I'm attempting to write a Python C extension that reads packed binary data (it is stored as structs of structs) and then parses it out into Python objects. Everything works as expected on a 32 bit machine (the binary files are always written on 32bit architecture), but not on a 64 bit box. Is there a "preferred" way of doing this?
It would be a lot of code to post but as an example:
struct
{
WORD version;
BOOL upgrade;
time_t time1;
time_t time2;
} apparms;
File *fp;
fp = fopen(filePath, "r+b");
fread(&apparms, sizeof(apparms), 1, fp);
return Py_BuildValue("{s:i,s:l,s:l}",
"sysVersion",apparms.version,
"powerFailTime", apparms.time1,
"normKitExpDate", apparms.time2
);
Now on a 32 bit system this works great, but on a 64 bit my time_t sizes are different (32bit vs 64 bit longs).
Damn, you people are fast.
Patrick, I originally started using the struct package but found it just way to slow for my needs. Plus I was looking for an excuse to write a Python Extension.
I know this is a stupid question but what types do I need to watch out for?
Thanks.
Explicitly specify that your data types (e.g. integers) are 32-bit. Otherwise if you have two integers next to each other when you read them they will be read as one 64-bit integer.
When you are dealing with cross-platform issues, the two main things to watch out for are:
Bitness. If your packed data is written with 32-bit ints, then all of your code must explicitly specify 32-bit ints when reading and writing.

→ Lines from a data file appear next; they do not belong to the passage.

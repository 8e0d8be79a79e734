mod file;

pub use file::ResultCache;
use anyhow::{Context, Result};
use std::io::{self, IsTerminal, Read};

pub struct InputReader;

impl InputReader {
    /// Returns `true` when stdin is an interactive terminal rather than a pipe.
    pub fn stdin_is_terminal() -> bool {
        io::stdin().is_terminal()
    }

    pub fn read_stdin() -> Result<String> {
        Self::read_from(io::stdin().lock())
    }

    /// Reads `reader` to end-of-stream.
    ///
    /// Only I/O errors fail; invalid UTF-8 sequences are replaced with
    /// U+FFFD.
    pub fn read_from<R: Read>(mut reader: R) -> Result<String> {
        let mut buffer = Vec::new();
        reader
            .read_to_end(&mut buffer)
            .context("Failed to read from stdin")?;

        Ok(match String::from_utf8(buffer) {
            Ok(text) => text,
            Err(err) => String::from_utf8_lossy(err.as_bytes()).into_owned(),
        })
    }
}

/// Whether `input` carries no work (empty or whitespace only).
pub fn is_blank(input: &str) -> bool {
    input.trim().is_empty()
}

/// The input as echoed back to the user: a single trailing `\n` removed.
pub fn echo_text(input: &str) -> &str {
    input.strip_suffix('\n').unwrap_or(input)
}
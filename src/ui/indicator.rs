//! Spinner shown on stderr while a translation request is outstanding.
//!
//! The indicator runs as its own tokio task. Stopping is a rendezvous: the
//! caller signals the task and then awaits it, so the line has been cleared
//! before [`IndicatorHandle::stop`] returns and nothing the caller prints
//! afterwards can interleave with a spinner frame.

use std::io::{self, IsTerminal, Write};
use std::time::Duration;

use tokio::sync::oneshot;
use tokio::task::JoinHandle;
use tokio::time::MissedTickBehavior;

use crate::output;

/// Spinner glyphs, drawn in order and repeated.
pub const FRAMES: [&str; 10] = ["⠋", "⠙", "⠹", "⠸", "⠼", "⠴", "⠦", "⠧", "⠇", "⠏"];

/// Delay between two frames.
pub const TICK_INTERVAL: Duration = Duration::from_millis(100);

/// Carriage return followed by "erase to end of line".
pub const CLEAR_LINE: &str = "\r\x1b[K";

const MESSAGE: &str = "翻訳中...";

/// Lifecycle of the indicator task.
#[derive(Debug, Clone, Copy, PartialEq, Eq)]
pub enum ProgressState {
    Running,
    Stopping,
    Stopped,
}

/// Entry point for starting an indicator.
pub struct ProgressIndicator;

impl ProgressIndicator {
    /// Starts drawing frames to `writer` on a background task.
    ///
    /// Must be called from within a tokio runtime.
    pub fn start<W>(writer: W) -> IndicatorHandle
    where
        W: Write + Send + 'static,
    {
        let (stop_tx, stop_rx) = oneshot::channel();
        let task = tokio::spawn(run(writer, stop_rx));

        IndicatorHandle {
            stop_tx: Some(stop_tx),
            task: Some(task),
            state: ProgressState::Running,
        }
    }

    /// Starts an indicator on stderr, unless quiet mode is on or stderr is
    /// not a terminal, in which case the returned handle draws nothing.
    pub fn start_on_stderr() -> IndicatorHandle {
        if output::is_quiet() || !io::stderr().is_terminal() {
            return IndicatorHandle::inactive();
        }
        Self::start(io::stderr())
    }
}

/// Handle to a running indicator.
///
/// Dropping the handle without calling [`stop`](Self::stop) closes the stop
/// channel, which the task treats as a stop signal, so the task never
/// outlives its handle by more than one iteration.
#[derive(Debug)]
pub struct IndicatorHandle {
    stop_tx: Option<oneshot::Sender<()>>,
    task: Option<JoinHandle<()>>,
    state: ProgressState,
}

impl IndicatorHandle {
    /// A handle with no task behind it.
    pub const fn inactive() -> Self {
        Self {
            stop_tx: None,
            task: None,
            state: ProgressState::Stopped,
        }
    }

    pub const fn state(&self) -> ProgressState {
        self.state
    }

    /// Signals the task to stop and waits until it has cleared its line.
    ///
    /// The signal is sent at most once; later calls return immediately.
    pub async fn stop(&mut self) {
        if let Some(stop_tx) = self.stop_tx.take() {
            self.state = ProgressState::Stopping;
            let _ = stop_tx.send(());
        }

        if let Some(task) = self.task.take() {
            let _ = task.await;
        }

        self.state = ProgressState::Stopped;
    }
}

async fn run<W: Write>(mut writer: W, mut stop_rx: oneshot::Receiver<()>) {
    let mut ticker = tokio::time::interval(TICK_INTERVAL);
    ticker.set_missed_tick_behavior(MissedTickBehavior::Delay);
    let mut frame = 0;

    loop {
        tokio::select! {
            biased;
            // Err means the handle was dropped; stop either way.
            _ = &mut stop_rx => break,
            _ = ticker.tick() => {
                let _ = write!(writer, "\r{} {MESSAGE}", FRAMES[frame % FRAMES.len()]);
                let _ = writer.flush();
                frame += 1;
            }
        }
    }

    let _ = write!(writer, "{CLEAR_LINE}");
    let _ = writer.flush();
}
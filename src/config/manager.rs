use anyhow::{Context, Result};
use serde::{Deserialize, Serialize};
use std::fs;
use std::path::PathBuf;

use crate::error::AppError;
use crate::paths;

/// Endpoint used when neither the CLI nor the config file names one.
pub const DEFAULT_ENDPOINT: &str = "https://api.openai.com";

/// Model used when neither the CLI nor the config file names one.
pub const DEFAULT_MODEL: &str = "gpt-5-mini";

/// Environment variable holding the API key for the default endpoint.
pub const DEFAULT_API_KEY_ENV: &str = "OPENAI_API_KEY";

/// Settings in the `[clijp]` section of config.toml.
#[derive(Debug, Clone, Default, Serialize, Deserialize)]
pub struct ClijpConfig {
    /// The OpenAI-compatible API endpoint URL.
    pub endpoint: Option<String>,
    /// Model name.
    pub model: Option<String>,
    /// API key stored directly in config (not recommended).
    pub api_key: Option<String>,
    /// Environment variable name containing the API key.
    pub api_key_env: Option<String>,
}

/// The complete configuration file structure.
///
/// Corresponds to `~/.config/clijp/config.toml`.
#[derive(Debug, Clone, Default, Serialize, Deserialize)]
pub struct ConfigFile {
    #[serde(default)]
    pub clijp: ClijpConfig,
}

/// Resolved configuration after merging CLI arguments, config file and
/// built-in defaults.
#[derive(Debug, Clone)]
pub struct ResolvedConfig {
    /// The API endpoint URL.
    pub endpoint: String,
    /// The model to use for translation.
    pub model: String,
    /// The API key, if one was found.
    pub api_key: Option<String>,
    /// Environment variable the key is expected in; `None` when no key is
    /// required.
    pub api_key_env: Option<String>,
}

/// CLI overrides that take precedence over config file values.
#[derive(Debug, Clone, Default)]
pub struct ResolveOptions {
    pub endpoint: Option<String>,
    pub model: Option<String>,
}

/// Resolves configuration by merging CLI options with config file settings.
///
/// Priority is CLI, then config file, then built-in defaults. An API key is
/// expected when the config names one (directly or via `api_key_env`) or when
/// the default endpoint is used.
pub fn resolve_config(options: &ResolveOptions, config_file: &ConfigFile) -> ResolvedConfig {
    let file = &config_file.clijp;

    let endpoint = options
        .endpoint
        .as_ref()
        .or(file.endpoint.as_ref())
        .map_or_else(|| DEFAULT_ENDPOINT.to_string(), Clone::clone);

    let model = options
        .model
        .as_ref()
        .or(file.model.as_ref())
        .map_or_else(|| DEFAULT_MODEL.to_string(), Clone::clone);

    let api_key_env = file.api_key_env.clone().or_else(|| {
        (file.api_key.is_none() && endpoint == DEFAULT_ENDPOINT)
            .then(|| DEFAULT_API_KEY_ENV.to_string())
    });

    let api_key = api_key_env
        .as_deref()
        .and_then(|var| std::env::var(var).ok())
        .filter(|key| !key.is_empty())
        .or_else(|| file.api_key.clone());

    ResolvedConfig {
        endpoint,
        model,
        api_key,
        api_key_env,
    }
}

/// Manages loading the configuration file.
pub struct ConfigManager {
    config_path: PathBuf,
}

impl ConfigManager {
    /// Creates a new config manager.
    ///
    /// Configuration is stored at `$XDG_CONFIG_HOME/clijp/config.toml`
    /// or `~/.config/clijp/config.toml` if `XDG_CONFIG_HOME` is not set.
    pub fn new() -> Result<Self, AppError> {
        Ok(Self {
            config_path: paths::config_dir()?.join("config.toml"),
        })
    }

    pub const fn config_path(&self) -> &PathBuf {
        &self.config_path
    }

    /// Loads the config file; a missing file yields the defaults.
    pub fn load(&self) -> Result<ConfigFile> {
        if !self.config_path.exists() {
            return Ok(ConfigFile::default());
        }

        let contents = fs::read_to_string(&self.config_path).with_context(|| {
            format!("Failed to read config file: {}", self.config_path.display())
        })?;

        toml::from_str(&contents).with_context(|| {
            format!("Failed to parse config file: {}", self.config_path.display())
        })
    }
}
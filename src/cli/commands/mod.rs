//! Command implementations.

/// Translation command handler.
pub mod translate;
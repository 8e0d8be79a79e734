use std::fs;
use std::io;
use std::path::PathBuf;

use crate::error::CacheError;
use crate::fs::atomic_write;
use crate::warn;

/// Translations stored as `<fingerprint>.txt` files in one directory.
///
/// Every failure is non-fatal: a failed read is a miss, and a failed write
/// is reported to the caller, who only logs it.
pub struct ResultCache {
    dir: PathBuf,
}

impl ResultCache {
    /// Opens the cache rooted at `dir`, creating the directory if needed.
    ///
    /// Creation is best-effort; when it fails a warning is logged and the
    /// individual lookups and stores fail on their own.
    pub fn open(dir: PathBuf) -> Self {
        if let Err(source) = fs::create_dir_all(&dir) {
            warn!("{}", CacheError::DirCreate { path: dir.clone(), source });
        }
        Self { dir }
    }

    pub fn entry_path(&self, fingerprint: &str) -> PathBuf {
        self.dir.join(format!("{fingerprint}.txt"))
    }

    /// Returns the stored translation for `fingerprint`, if readable.
    pub fn lookup(&self, fingerprint: &str) -> Option<String> {
        let path = self.entry_path(fingerprint);

        match fs::read_to_string(&path) {
            Ok(text) => Some(text),
            Err(e) if e.kind() == io::ErrorKind::NotFound => None,
            Err(source) => {
                warn!("{}", CacheError::Read { path, source });
                None
            }
        }
    }

    /// Stores `text` for `fingerprint`, replacing any previous entry.
    pub fn store(&self, fingerprint: &str, text: &str) -> Result<(), CacheError> {
        let path = self.entry_path(fingerprint);
        atomic_write(&path, text).map_err(|source| CacheError::Write { path, source })
    }
}

#[cfg(test)]
#[allow(clippy::unwrap_used)]
mod tests {
    use super::*;
    use crate::fingerprint::fingerprint;
    use tempfile::TempDir;

    fn create_test_cache(temp_dir: &TempDir) -> ResultCache {
        ResultCache::open(temp_dir.path().join("clijp"))
    }

    #[test]
    fn test_open_creates_directory() {
        let temp_dir = TempDir::new().unwrap();
        let dir = temp_dir.path().join("clijp");
        let _cache = create_test_cache(&temp_dir);
        assert!(dir.is_dir());

        // idempotent
        let again = ResultCache::open(dir.clone());
        assert!(dir.is_dir());
        assert!(again.lookup("missing").is_none());
    }

    #[test]
    fn test_cache_miss() {
        let temp_dir = TempDir::new().unwrap();
        let cache = create_test_cache(&temp_dir);

        assert!(cache.lookup(&fingerprint("Hello\n")).is_none());
    }

    #[test]
    fn test_cache_hit() {
        let temp_dir = TempDir::new().unwrap();
        let cache = create_test_cache(&temp_dir);
        let key = fingerprint("Hello, World!\n");

        cache.store(&key, "こんにちは、世界！\n").unwrap();

        assert_eq!(cache.lookup(&key), Some("こんにちは、世界！\n".to_string()));
    }

    #[test]
    fn test_entry_layout() {
        let temp_dir = TempDir::new().unwrap();
        let cache = create_test_cache(&temp_dir);
        let key = fingerprint("Hello\n");

        cache.store(&key, "こんにちは").unwrap();

        let path = temp_dir.path().join("clijp").join(format!("{key}.txt"));
        assert_eq!(cache.entry_path(&key), path);
        assert_eq!(fs::read_to_string(path).unwrap(), "こんにちは");
    }

    #[test]
    fn test_store_overwrites_entry() {
        let temp_dir = TempDir::new().unwrap();
        let cache = create_test_cache(&temp_dir);
        let key = fingerprint("Hello");

        cache.store(&key, "old").unwrap();
        cache.store(&key, "new").unwrap();

        assert_eq!(cache.lookup(&key), Some("new".to_string()));
    }

    #[test]
    fn test_corrupted_entry_is_a_miss() {
        let temp_dir = TempDir::new().unwrap();
        let cache = create_test_cache(&temp_dir);
        let key = fingerprint("Hello");

        fs::write(cache.entry_path(&key), [0xff, 0xfe, 0x00]).unwrap();

        assert!(cache.lookup(&key).is_none());
    }

    #[test]
    fn test_unusable_directory_fails_gracefully() {
        let temp_dir = TempDir::new().unwrap();
        // A regular file where the cache directory should be.
        let blocked = temp_dir.path().join("clijp");
        fs::write(&blocked, "not a directory").unwrap();

        let cache = ResultCache::open(blocked);
        let key = fingerprint("Hello");

        assert!(cache.lookup(&key).is_none());
        let err = cache.store(&key, "こんにちは").unwrap_err();
        assert!(matches!(err, CacheError::Write { .. }));
    }
}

Byte order. If you move your code from Intel chips to PPC or SPARC, your byte order will be wrong. You will have to import your data and then byte-flip it so that it matches up with the current architecture. Otherwise 12 (0x0000000C) will be read as 201326592 (0x0C000000).
Hopefully this helps.
The 'struct' module should be able to do this, although alignment of structs in the middle of the data is always an issue. It's not very hard to get it right, however: find out (once) what boundary the structs-in-structs align to, then pad (manually, with the 'x' specifier) to that boundary. You can doublecheck your padding by comparing struct.calcsize() with your actual data. It's certainly easier than writing a C extension for it.
In order to keep using Py_BuildValue() like that, you have two options. You can determine the size of time_t at compiletime (in terms of fundamental types, so 'an int' or 'a long' or 'an ssize_t') and then use the right format character to Py_BuildValue -- 'i' for an int, 'l' for a long, 'n' for an ssize_t. Or you can use PyInt_FromSsize_t() manually, in which case the compiler does the upcasting for you, and then use the 'O' format characters to pass the result to Py_BuildValue.
You need to make sure you're using architecture independent members for your struct. For instance an int may be 32 bits on one architecture and 64 bits on another. As others have suggested, use the int32_t style types instead. If your struct contains unaligned members, you may need to deal with padding added by the compiler too.
Another common problem with cross architecture data is endianness. Intel i386 architecture is little-endian, but if you're reading on a completely different machine (e.g. an Alpha or Sparc), you'll have to worry about this too.
The Python struct module deals with both these situations, using the prefix passed as part of the format string.
# - Use native size, endianness and alignment. i= sizeof(int), l= sizeof(long)
= - Use native endianness, but standard sizes and alignment (i=32 bits, l=64 bits)
< - Little-endian standard sizes/alignment
Big-endian standard sizes/alignment
In general, if the data passes off your machine, you should nail down the endianness and the size / padding format to something specific — ie. use "<" or ">" as your format. If you want to handle this in your C extension, you may need to add some code to handle it.
What's your code for reading the binary data? Make sure you're copying the data into properly-sized types like int32_t instead of just int.
Why aren't you using the struct package?